Affiliate scams, misbehavior, "shenanigangs" thread... Post 'em

12 replies
Hi -

What's the biggest problems you've had with affiliates, when deciding how to screen for accepting/recruiting affiliates, to promote for you? (to clarify, how to avoid getting taken advantage of by unscrupulous affiliates, in general)

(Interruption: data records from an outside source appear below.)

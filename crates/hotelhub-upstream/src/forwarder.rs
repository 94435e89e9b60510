//! HTTP forwarding to backing services.

use std::time::Duration;

use async_trait::async_trait;
use bytes::Bytes;
use reqwest::header::{HeaderMap, HeaderValue, CONTENT_TYPE};
use reqwest::{Method, StatusCode};

use hotelhub_routing::HttpMethod;

use crate::error::{Result, UpstreamError};

/// Default forwarding timeout.
pub const DEFAULT_TIMEOUT: Duration = Duration::from_secs(10);

/// A request to relay to one backing service.
#[derive(Debug, Clone)]
pub struct ForwardRequest {
    /// Logical service name, for logs and errors.
    pub service: String,
    /// Service base URL without a trailing slash.
    pub base_url: String,
    /// HTTP method.
    pub method: HttpMethod,
    /// Upstream path with parameters substituted.
    pub path: String,
    /// Raw query string, without the leading `?`.
    pub query: Option<String>,
    /// Headers to send.
    pub headers: HeaderMap,
    /// Request body.
    pub body: Bytes,
}

impl ForwardRequest {
    /// The full upstream URL.
    #[must_use]
    pub fn url(&self) -> String {
        match self.query.as_deref() {
            Some(query) if !query.is_empty() => {
                format!("{}{}?{}", self.base_url, self.path, query)
            }
            _ => format!("{}{}", self.base_url, self.path),
        }
    }
}

/// A response received from a backing service, whatever its status.
#[derive(Debug, Clone)]
pub struct UpstreamResponse {
    /// Upstream status code.
    pub status: StatusCode,
    /// Upstream `Content-Type`, if any.
    pub content_type: Option<HeaderValue>,
    /// Upstream body, unmodified.
    pub body: Bytes,
}

/// Relays requests to backing services.
///
/// Implementations must not retry: one call in, at most one upstream call out.
#[async_trait]
pub trait Forwarder: Send + Sync {
    /// Forward a request and return whatever the service answered.
    ///
    /// # Errors
    ///
    /// Returns an error only if no response was received.
    async fn forward(&self, request: ForwardRequest) -> Result<UpstreamResponse>;
}

/// reqwest-backed forwarder.
#[derive(Debug, Clone)]
pub struct HttpForwarder {
    client: reqwest::Client,
}

impl HttpForwarder {
    /// Create a forwarder with the given overall timeout.
    ///
    /// # Panics
    ///
    /// Panics if the HTTP client cannot be created.
    #[must_use]
    pub fn new(timeout: Duration) -> Self {
        let client = reqwest::Client::builder()
            .timeout(timeout)
            .connect_timeout(timeout.min(Duration::from_secs(5)))
            .redirect(reqwest::redirect::Policy::none())
            .build()
            .expect("Failed to create HTTP client");

        Self { client }
    }
}

impl Default for HttpForwarder {
    fn default() -> Self {
        Self::new(DEFAULT_TIMEOUT)
    }
}

fn to_reqwest_method(method: HttpMethod) -> Method {
    match method {
        HttpMethod::Get => Method::GET,
        HttpMethod::Post => Method::POST,
        HttpMethod::Put => Method::PUT,
        HttpMethod::Patch => Method::PATCH,
        HttpMethod::Delete => Method::DELETE,
    }
}

#[async_trait]
impl Forwarder for HttpForwarder {
    async fn forward(&self, request: ForwardRequest) -> Result<UpstreamResponse> {
        let url = request.url();
        tracing::debug!(
            service = %request.service,
            method = %request.method,
            url = %url,
            "Forwarding request"
        );

        let response = self
            .client
            .request(to_reqwest_method(request.method), &url)
            .headers(request.headers)
            .body(request.body)
            .send()
            .await
            .map_err(|e| {
                tracing::warn!(service = %request.service, error = %e, "Upstream request failed");
                UpstreamError::from_reqwest(&request.service, &e)
            })?;

        let status = response.status();
        let content_type = response.headers().get(CONTENT_TYPE).cloned();
        let body = response.bytes().await.map_err(|e| {
            tracing::warn!(service = %request.service, error = %e, "Upstream body read failed");
            UpstreamError::from_reqwest(&request.service, &e)
        })?;

        if status.is_success() {
            tracing::debug!(service = %request.service, status = %status, "Upstream responded");
        } else {
            tracing::warn!(
                service = %request.service,
                status = %status,
                body_len = body.len(),
                "Upstream returned non-success status"
            );
        }

        Ok(UpstreamResponse {
            status,
            content_type,
            body,
        })
    }
}
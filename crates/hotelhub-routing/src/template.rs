//! Path templates with single-segment `:param` captures.

use std::collections::HashMap;
use std::fmt;

use crate::error::{Result, RouteError};

#[derive(Debug, Clone, PartialEq, Eq)]
enum Segment {
    Literal(String),
    Param(String),
}

/// A parsed path pattern such as `/api/rooms/:id`.
///
/// Each `:name` segment captures exactly one non-empty path segment.
/// Leading and trailing slashes are not significant when matching.
#[derive(Debug, Clone, PartialEq, Eq)]
pub struct PathTemplate {
    raw: String,
    segments: Vec<Segment>,
}

impl PathTemplate {
    /// Parse a path pattern.
    ///
    /// # Errors
    ///
    /// Returns `RouteError::InvalidPattern` if the pattern does not start
    /// with `/`, contains an empty segment, an unnamed parameter, or the
    /// same parameter name twice.
    pub fn parse(pattern: &str) -> Result<Self> {
        let invalid = |reason| RouteError::InvalidPattern {
            pattern: pattern.to_string(),
            reason,
        };

        if !pattern.starts_with('/') {
            return Err(invalid("must start with '/'"));
        }

        let mut segments = Vec::new();
        for part in split_segments(pattern) {
            if part.is_empty() {
                return Err(invalid("empty segment"));
            }
            if let Some(name) = part.strip_prefix(':') {
                if name.is_empty() {
                    return Err(invalid("parameter without a name"));
                }
                if segments
                    .iter()
                    .any(|s| matches!(s, Segment::Param(existing) if existing == name))
                {
                    return Err(invalid("duplicate parameter name"));
                }
                segments.push(Segment::Param(name.to_string()));
            } else {
                segments.push(Segment::Literal(part.to_string()));
            }
        }

        Ok(Self {
            raw: pattern.to_string(),
            segments,
        })
    }

    /// The pattern as written in configuration.
    #[must_use]
    pub fn as_str(&self) -> &str {
        &self.raw
    }

    /// The pattern with parameter names erased, e.g. `/api/rooms/:`.
    ///
    /// Two templates with the same shape match exactly the same paths.
    #[must_use]
    pub fn shape(&self) -> String {
        let mut shape = String::new();
        for segment in &self.segments {
            shape.push('/');
            match segment {
                Segment::Literal(text) => shape.push_str(text),
                Segment::Param(_) => shape.push(':'),
            }
        }
        if shape.is_empty() {
            shape.push('/');
        }
        shape
    }

    /// Names of the parameters, in order.
    pub fn params(&self) -> impl Iterator<Item = &str> {
        self.segments.iter().filter_map(|s| match s {
            Segment::Param(name) => Some(name.as_str()),
            Segment::Literal(_) => None,
        })
    }

    /// Number of literal segments; used to prefer the more specific match.
    #[must_use]
    pub fn literal_count(&self) -> usize {
        self.segments
            .iter()
            .filter(|s| matches!(s, Segment::Literal(_)))
            .count()
    }

    /// Match a concrete request path, returning the captured parameters.
    ///
    /// Paths containing a `.` or `..` segment, literal or percent-encoded,
    /// never match: the upstream URL would be normalized onto a different
    /// route than the one authorized here.
    #[must_use]
    pub fn matches(&self, path: &str) -> Option<HashMap<String, String>> {
        let parts: Vec<&str> = split_segments(path).collect();
        if parts.len() != self.segments.len() || parts.iter().any(|p| is_dot_segment(p)) {
            return None;
        }

        let mut params = HashMap::new();
        for (segment, part) in self.segments.iter().zip(parts) {
            match segment {
                Segment::Literal(text) if text == part => {}
                Segment::Param(name) if !part.is_empty() => {
                    params.insert(name.clone(), part.to_string());
                }
                _ => return None,
            }
        }
        Some(params)
    }

    /// Render the template with parameters substituted.
    ///
    /// Parameters missing from `params` render as an empty segment, which
    /// route validation rules out for upstream templates.
    #[must_use]
    pub fn render(&self, params: &HashMap<String, String>) -> String {
        let mut path = String::new();
        for segment in &self.segments {
            path.push('/');
            match segment {
                Segment::Literal(text) => path.push_str(text),
                Segment::Param(name) => {
                    path.push_str(params.get(name).map_or("", String::as_str));
                }
            }
        }
        if path.is_empty() {
            path.push('/');
        }
        path
    }
}

impl fmt::Display for PathTemplate {
    fn fmt(&self, f: &mut fmt::Formatter<'_>) -> fmt::Result {
        f.write_str(&self.raw)
    }
}

fn is_dot_segment(segment: &str) -> bool {
    let decoded = segment.replace("%2e", ".").replace("%2E", ".");
    decoded == "." || decoded == ".."
}

fn split_segments(path: &str) -> impl Iterator<Item = &str> {
    let trimmed = path.trim_start_matches('/');
    let trimmed = trimmed.strip_suffix('/').unwrap_or(trimmed);
    trimmed.split('/').filter({
        let root = trimmed.is_empty();
        move |_| !root
    })
}
//! Core types and utilities for hotelhub.
//!
//! This crate provides the foundational types shared by the gateway crates:
//!
//! - **Identifiers**: request correlation IDs and identity-provider subject IDs
//! - **Roles**: the staff/guest roles used for route authorization
//!
//! # Example
//!
//! ```
//! use hotelhub_core::{RequestId, Role, SubjectId};
//!
//! // Every inbound request gets a correlation ID
//! let request_id = RequestId::generate();
//!
//! // Roles parse from the lowercase claim value
//! let role: Role = "manager".parse().unwrap();
//! assert_eq!(role, Role::Manager);
//!
//! // Subject IDs come from the identity provider's `sub` claim
//! let subject = SubjectId::new("f3Yk2v9QpLq1").unwrap();
//! assert_eq!(subject.as_str(), "f3Yk2v9QpLq1");
//! # let _ = request_id;
//! ```

#![forbid(unsafe_code)]
#![warn(missing_docs)]
#![warn(clippy::all)]
#![warn(clippy::pedantic)]

pub mod ids;
pub mod role;

pub use ids::{IdError, RequestId, SubjectId};
pub use role::Role;
//! Identity resolution and role authorization for hotelhub.
//!
//! This crate provides everything the gateway needs to decide who is calling
//! and whether they may call a route:
//!
//! - JWKS (JSON Web Key Set) fetching and caching
//! - `RS256` signature, issuer, audience, and expiry validation
//! - Bearer extraction and role resolution from verified claims
//! - The role guard applied to protected routes
//!
//! # Architecture
//!
//! ```text
//! ┌──────────────────┐     ┌──────────────────────┐
//! │   Gateway        │────▶│  resolve_identity    │──▶ authorize(role set)
//! │   pipeline       │     └──────────┬───────────┘
//! └──────────────────┘                │
//!                          ┌──────────▼───────────┐
//!                          │  IdentityVerifier    │
//!                          │  (trait)             │
//!                          └──────────┬───────────┘
//!                                     │
//!                          ┌──────────▼───────────┐
//!                          │  JwksVerifier        │
//!                          │  + JwksProvider      │
//!                          └──────────┬───────────┘
//!                                     │ HTTPS
//!                          ┌──────────▼───────────┐
//!                          │  Identity provider   │
//!                          │  JWKS endpoint       │
//!                          └──────────────────────┘
//! ```
//!
//! # Example
//!
//! ```no_run
//! use hotelhub_auth::{authorize, resolve_identity, AuthConfig, JwksVerifier};
//! use hotelhub_core::Role;
//!
//! # async fn example() -> Result<(), Box<dyn std::error::Error>> {
//! let verifier = JwksVerifier::new(AuthConfig::for_project("hotelhub-prod"));
//!
//! // In a request handler:
//! let header = Some("Bearer eyJhbGciOiJSUzI1NiIsImtpZCI6Ij...");
//! let identity = resolve_identity(&verifier, header).await?;
//! authorize(&identity, &[Role::Admin, Role::Manager])?;
//!
//! println!("Subject: {} ({})", identity.subject_id, identity.role);
//! # Ok(())
//! # }
//! ```

#![forbid(unsafe_code)]
#![warn(missing_docs)]
#![warn(clippy::all)]
#![warn(clippy::pedantic)]

pub mod error;
pub mod guard;
pub mod jwks;
pub mod resolver;
pub mod verifier;

pub use error::{AuthError, Result};
pub use guard::authorize;
pub use resolver::{extract_bearer, resolve_identity, resolve_role, ResolvedIdentity};
pub use verifier::{IdentityVerifier, JwksVerifier, VerifiedToken};

#[cfg(any(test, feature = "test-utils"))]
pub use verifier::MockVerifier;

/// Key set published by Google for Firebase ID tokens.
pub const GOOGLE_SECURETOKEN_JWKS_URL: &str =
    "https://www.googleapis.com/service_accounts/v1/jwk/securetoken@system.gserviceaccount.com";

/// Configuration for verifying identity-provider tokens.
#[derive(Debug, Clone)]
pub struct AuthConfig {
    /// Identity-provider project ID; the expected `aud` claim.
    pub project_id: String,
    /// JWKS endpoint URL.
    pub jwks_url: String,
    /// How often to refresh the JWKS cache, in seconds.
    pub jwks_refresh_seconds: u64,
    /// Minimum spacing between refetches triggered by unknown key IDs.
    pub jwks_min_refetch_seconds: u64,
}

impl AuthConfig {
    /// Configuration for a Firebase project using Google's public key set.
    #[must_use]
    pub fn for_project(project_id: impl Into<String>) -> Self {
        Self {
            project_id: project_id.into(),
            jwks_url: GOOGLE_SECURETOKEN_JWKS_URL.to_string(),
            jwks_refresh_seconds: 3600,
            jwks_min_refetch_seconds: 30,
        }
    }

    /// Get the expected token issuer.
    #[must_use]
    pub fn issuer(&self) -> String {
        format!("https://securetoken.google.com/{}", self.project_id)
    }
}

#[cfg(test)]
mod tests {
    use super::*;
    use hotelhub_core::Role;

    #[test]
    fn project_config() {
        let config = AuthConfig::for_project("hotelhub-prod");
        assert_eq!(config.project_id, "hotelhub-prod");
        assert_eq!(config.jwks_url, GOOGLE_SECURETOKEN_JWKS_URL);
        assert_eq!(config.jwks_refresh_seconds, 3600);
        assert_eq!(config.jwks_min_refetch_seconds, 30);
    }

    #[test]
    fn issuer_url() {
        let config = AuthConfig::for_project("hotelhub-prod");
        assert_eq!(
            config.issuer(),
            "https://securetoken.google.com/hotelhub-prod"
        );
    }

    #[test]
    fn auth_error_codes() {
        assert_eq!(AuthError::MissingCredential.code(), "MISSING_CREDENTIAL");
        assert_eq!(AuthError::TokenExpired.code(), "INVALID_CREDENTIAL");
        assert_eq!(AuthError::InvalidSignature.code(), "INVALID_CREDENTIAL");
        assert_eq!(
            AuthError::JwksFetchFailed("test".into()).code(),
            "INVALID_CREDENTIAL"
        );
        assert_eq!(
            AuthError::Forbidden { role: Role::Guest }.code(),
            "FORBIDDEN"
        );
    }

    #[test]
    fn auth_error_status_codes() {
        assert_eq!(AuthError::MissingCredential.http_status_code(), 401);
        assert_eq!(AuthError::TokenExpired.http_status_code(), 401);
        assert_eq!(AuthError::KeyNotFound("k".into()).http_status_code(), 401);
        assert_eq!(
            AuthError::Forbidden { role: Role::Guest }.http_status_code(),
            403
        );
    }

    #[test]
    fn verification_failures() {
        assert!(AuthError::TokenExpired.is_verification_failure());
        assert!(AuthError::JwksFetchFailed("x".into()).is_verification_failure());
        assert!(!AuthError::MissingCredential.is_verification_failure());
        assert!(!AuthError::Forbidden { role: Role::Guest }.is_verification_failure());
    }
}
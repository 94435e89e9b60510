//! Request correlation ids.
//!
//! Incoming requests without an `X-Request-ID` get a fresh UUID v4; the id
//! is copied onto every response and into the request span.

use axum::http::{HeaderName, HeaderValue, Request};
use tower_http::request_id::{MakeRequestId, RequestId};

use hotelhub_core::RequestId as CorrelationId;

/// The correlation header name.
pub const X_REQUEST_ID: HeaderName = HeaderName::from_static("x-request-id");

/// Generates UUID v4 request ids.
#[derive(Debug, Clone, Copy, Default)]
pub struct MakeGatewayRequestId;

impl MakeRequestId for MakeGatewayRequestId {
    fn make_request_id<B>(&mut self, _request: &Request<B>) -> Option<RequestId> {
        let id = CorrelationId::generate().to_string();
        HeaderValue::from_str(&id).ok().map(RequestId::new)
    }
}

/// The request id carried by `headers`, or `-` if absent.
#[must_use]
pub fn request_id_of(headers: &axum::http::HeaderMap) -> &str {
    headers
        .get(X_REQUEST_ID)
        .and_then(|v| v.to_str().ok())
        .unwrap_or("-")
}
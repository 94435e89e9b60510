//! The catch-all handler that proxies declared routes.

use std::sync::Arc;

use axum::body::Body;
use axum::extract::rejection::BytesRejection;
use axum::extract::State;
use axum::http::header::CONTENT_TYPE;
use axum::http::{HeaderMap, Method, StatusCode, Uri};
use axum::response::{IntoResponse, Response};
use bytes::Bytes;

use hotelhub_auth::IdentityVerifier;
use hotelhub_upstream::{Forwarder, UpstreamResponse};

use crate::error::ApiError;
use crate::pipeline::{self, IncomingRequest};
use crate::state::GatewayState;

/// Run every non-health request through the pipeline.
///
/// Upstream responses are relayed with their status, content type and body
/// unchanged; gateway failures render the error envelope.
pub async fn proxy<V, F>(
    State(state): State<Arc<GatewayState<V, F>>>,
    method: Method,
    uri: Uri,
    headers: HeaderMap,
    body: Result<Bytes, BytesRejection>,
) -> Response
where
    V: IdentityVerifier + 'static,
    F: Forwarder + 'static,
{
    let body = match body {
        Ok(body) => body,
        Err(rejection) => {
            return body_error(&rejection, state.config.max_body_bytes).into_response();
        }
    };

    let request = IncomingRequest {
        method: method.as_str().to_string(),
        path: uri.path().to_string(),
        query: uri.query().map(str::to_string),
        headers,
        body,
    };

    match pipeline::run(&state, request).await {
        Ok(upstream) => relay(upstream),
        Err(err) => err.into_response(),
    }
}

fn body_error(rejection: &BytesRejection, limit: usize) -> ApiError {
    if rejection.status() == StatusCode::PAYLOAD_TOO_LARGE {
        tracing::warn!(limit, "Request body too large");
        ApiError::PayloadTooLarge { limit }
    } else {
        tracing::warn!(error = %rejection.body_text(), "Could not read request body");
        ApiError::InvalidBody
    }
}

fn relay(upstream: UpstreamResponse) -> Response {
    let mut response = Response::new(Body::from(upstream.body));
    *response.status_mut() = upstream.status;
    if let Some(content_type) = upstream.content_type {
        response.headers_mut().insert(CONTENT_TYPE, content_type);
    }
    response
}
//! HTTP API gateway for the hotelhub hotel-management platform.
//!
//! The gateway is the single public entry point in front of the backing
//! services (auth, rooms, bookings, guests, staff, transactions). For every
//! request it:
//!
//! - resolves `(method, path)` against a static route table
//! - verifies the bearer token on protected routes and resolves a role
//! - enforces the route's allowed-role set
//! - forwards the request and relays the response verbatim
//!
//! # Architecture
//!
//! ```text
//! ┌─────────────────────────────────────────────────────────────┐
//! │                          Clients                            │
//! └─────────────────────────────────────────────────────────────┘
//!                              │
//!                              ▼
//! ┌─────────────────────────────────────────────────────────────┐
//! │                      hotelhub-gateway                       │
//! │  request id → trace → CORS → rate limit → timeout → limit   │
//! │  ┌──────────┐  ┌──────────────┐  ┌───────────┐  ┌────────┐  │
//! │  │ Route    │─▶│ Identity     │─▶│ Role      │─▶│Forward │  │
//! │  │ table    │  │ resolver     │  │ guard     │  │        │  │
//! │  └──────────┘  └──────────────┘  └───────────┘  └────────┘  │
//! └─────────────────────────────────────────────────────────────┘
//!                              │
//!     ┌────────┬────────┬──────┴──┬────────┬─────────────┐
//!     ▼        ▼        ▼         ▼        ▼             ▼
//!   auth     room    booking    guest    staff     transaction
//! ```
//!
//! # Example
//!
//! ```no_run
//! use std::sync::Arc;
//! use hotelhub_auth::{AuthConfig, JwksVerifier};
//! use hotelhub_gateway::{create_router, GatewayConfig, GatewayState};
//! use hotelhub_upstream::HttpForwarder;
//!
//! # async fn example() -> Result<(), Box<dyn std::error::Error>> {
//! let config = GatewayConfig::from_env()?;
//! let routes = config.route_table()?;
//! let verifier = Arc::new(JwksVerifier::new(AuthConfig::for_project("hotelhub-prod")));
//! let forwarder = Arc::new(HttpForwarder::new(config.upstream_timeout()));
//!
//! let listen_addr = config.listen_addr();
//! let app = create_router(GatewayState::new(routes, verifier, forwarder, config));
//!
//! let listener = tokio::net::TcpListener::bind(listen_addr).await?;
//! axum::serve(listener, app).await?;
//! # Ok(())
//! # }
//! ```

#![forbid(unsafe_code)]
#![warn(missing_docs)]
#![warn(clippy::all)]
#![warn(clippy::pedantic)]
#![allow(clippy::module_name_repetitions)]

pub mod config;
pub mod error;
pub mod handlers;
pub mod pipeline;
pub mod rate_limit;
pub mod request_id;
pub mod routes;
pub mod state;

pub use config::{ConfigError, GatewayConfig};
pub use error::ApiError;
pub use rate_limit::{InMemoryRateLimiter, RateLimitDecision, RateLimitStore};
pub use routes::create_router;
pub use state::GatewayState;
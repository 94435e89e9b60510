//! Authentication and authorization error types.

use hotelhub_core::Role;
use thiserror::Error;

/// A result type using `AuthError`.
pub type Result<T> = std::result::Result<T, AuthError>;

/// Errors that can occur while resolving or authorizing an identity.
#[derive(Debug, Error)]
pub enum AuthError {
    /// The `Authorization` header is absent or not of the form `Bearer <token>`.
    #[error("missing or malformed bearer credential")]
    MissingCredential,

    /// The token has expired.
    #[error("token expired")]
    TokenExpired,

    /// The token signature is invalid.
    #[error("invalid signature")]
    InvalidSignature,

    /// The token issuer does not match the expected value.
    #[error("invalid issuer")]
    InvalidIssuer,

    /// The token audience does not match the expected value.
    #[error("invalid audience")]
    InvalidAudience,

    /// The subject in the token is missing or empty.
    #[error("invalid subject")]
    InvalidSubject,

    /// A required claim is missing from the token.
    #[error("missing required claim: {0}")]
    MissingClaim(String),

    /// The token format is invalid.
    #[error("invalid token format: {0}")]
    InvalidToken(String),

    /// The key ID named by the token is not in the provider's key set.
    #[error("key not found: {0}")]
    KeyNotFound(String),

    /// Failed to fetch the key set from the identity provider.
    #[error("JWKS fetch failed: {0}")]
    JwksFetchFailed(String),

    /// The identity's role is not in the route's allowed-role set.
    #[error("role '{role}' is not permitted for this route")]
    Forbidden {
        /// The role the identity holds.
        role: Role,
    },
}

impl AuthError {
    /// Returns `true` if the failure happened while verifying a presented credential.
    #[must_use]
    pub const fn is_verification_failure(&self) -> bool {
        matches!(
            self,
            Self::TokenExpired
                | Self::InvalidSignature
                | Self::InvalidIssuer
                | Self::InvalidAudience
                | Self::InvalidSubject
                | Self::MissingClaim(_)
                | Self::InvalidToken(_)
                | Self::KeyNotFound(_)
                | Self::JwksFetchFailed(_)
        )
    }

    /// Returns the stable error code reported to clients.
    #[must_use]
    pub const fn code(&self) -> &'static str {
        match self {
            Self::MissingCredential => "MISSING_CREDENTIAL",
            Self::Forbidden { .. } => "FORBIDDEN",
            _ => "INVALID_CREDENTIAL",
        }
    }

    /// Returns the appropriate HTTP status code for this error.
    #[must_use]
    pub const fn http_status_code(&self) -> u16 {
        match self {
            Self::Forbidden { .. } => 403,
            _ => 401,
        }
    }
}
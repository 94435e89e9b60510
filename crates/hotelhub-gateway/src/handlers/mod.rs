//! HTTP request handlers.

pub mod health;
pub mod proxy;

I'm asking because I'm finally going to start doing more with affiliates, beyond general jv partners, this year in 2013. I was going to do that last year, but postponed it. I'm starting w/shareasale to help w/managing it.

My #1 biggest concern:

a) affiliate puts through phony sales (ripped off cc numbers, whatever), you pay out commisshes net 30 or 60, then all orders charged back 90 days later, and you're left being ripped off of hundreds/thousands of dollars.


Secondary concerns:

b) affiliates spam or send out non-FTC compliant emails, despite being told that it's against affiliate TOS, and gets you in trouble w/FTC/AGs etc

c) affiliates post "review" sites and get your products ranked high in google SEO and cross promotes your competitors using your own keywords/titles at their sites

I'm sure there's more "shenanigans", theft, fraud going on out there in affiliate-land. Any top ones you've been burned by, and any countermeasures or protections? I'd really appreciate any thoughts on this, folks - thanks!

-Ken

p.s. my thinking on first protection is only accept affiliates from countries w/good IP enforcement, like USA, Canada, UK, Australia, and never from affiliates in malaysia, indonesia, china, nigeria etc. I have kept successful in my business by having a keen sense of mistrust and caution about all things.
#affiliate #misbehavior #post #scams #shenanigangs #thread
  • Profile picture of the author Paul Myers
    Warning: Watch the "Rule #1" violations, folks.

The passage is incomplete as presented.